Transportation engineering emerged as a separate field from civil engineering in the 1920s, and in 1931 thirty engineers got together to form the Institute of Transportation Engineers. This organization is notable for publishing design standards for the road building industry. They became the design manuals engineers grabbed when they laid out subdivisions.
ITE in its 1965 publication recommended practice for subdivision streets, recommended that subdivisions should discourage through traffic, four-way intersections should be avoided in favor of key intersections. Curvilinear patterns loops and cul-de-sac should be used to encourage slow-moving traffic. T-intersections were encouraged because of an engineering study that compared crash rates between gridded neighborhoods and FHA’s unit neighborhoods. The study found that there were almost eight times the crashes in gritted networks. They also found that T-intersections had no crashes at all. They concluded that for safety’s sake neighborhoods should be full of cul-de-sacs, T-intersections and convoluted street patterns.
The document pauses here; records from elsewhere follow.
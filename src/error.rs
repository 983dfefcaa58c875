//! 错误类型定义
//!
//! - 启动阶段错误（配置解析、绑定解析、端口绑定）是致命的，直接向调用方传播
//! - 停机阶段错误只记录日志，不跨越生命周期管理器边界传播

use std::net::SocketAddr;

use thiserror::Error;

use crate::server::LifecycleState;

/// gRPC 服务器宿主错误
#[derive(Debug, Error)]
pub enum GrpcServerError {
    /// 服务绑定解析失败：服务实现的具体类型与绑定函数声明的类型不一致
    #[error(
        "failed to bind service for `{locator}`: the binder accepts `{expected}` \
         but the descriptor provides `{provided}`. Please make sure the service \
         instance passed to `ServiceDescriptor::new` matches the implementation \
         type declared by `ServiceBinder::for_server`."
    )]
    Configuration {
        /// 绑定定位类型（protoc 生成的服务包装类型）的完整名称
        locator: String,
        /// 绑定函数声明的服务实现类型
        expected: String,
        /// 描述符实际携带的服务实现类型
        provided: String,
    },

    /// 监听地址格式非法
    #[error("invalid gRPC listen address `{address}`")]
    Address {
        address: String,
        #[source]
        source: std::net::AddrParseError,
    },

    /// 端口绑定失败（如端口已被占用）
    #[error("failed to bind gRPC server on {addr}")]
    Bind {
        addr: SocketAddr,
        #[source]
        source: std::io::Error,
    },

    /// 配置文件解析失败
    #[error("failed to parse gRPC server configuration")]
    Config(#[from] toml::de::Error),

    /// 配置文件读取失败
    #[error("failed to read gRPC server configuration from `{path}`")]
    ConfigIo {
        path: std::path::PathBuf,
        #[source]
        source: std::io::Error,
    },

    /// 生命周期状态机不允许该操作（如重复 start）
    #[error("`{operation}` is not allowed in state {state:?}")]
    InvalidState {
        operation: &'static str,
        state: LifecycleState,
    },
}

pub type Result<T> = std::result::Result<T, GrpcServerError>;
Subsequent updates through 1990 did little to change these recommendations. The period between the first publication in 1965 and 1990 saw a huge residential building boom in the United States and engineers at the time used those ITE standards.
So that’s how we got from the gridded streets of the 19th century to the disconnected mess of today. This is primarily a result of the institutionalization of street design standards, first by the federal government and by industry organizations. Once something becomes standard practice, it’s really hard to change.
You may have noticed that this article mentions disconnected street patterns in somewhat negative tone, and that’s because building streets like this makes it really hard to use any kind of transportation option besides a car. Circuitous streets make walking and biking trips longer which can discourage people from doing so.
Thankfully, cities have begun to rethink their subdivision street design standards and we’re seeing networks with more connections for pedestrians and cyclists. The next phase of residential street design could be some sort of hybrid or cul-de-sac still exist because people love to live on them. But there are paths for other modes, some places already have these path systems and it’s something we could see more of in the future.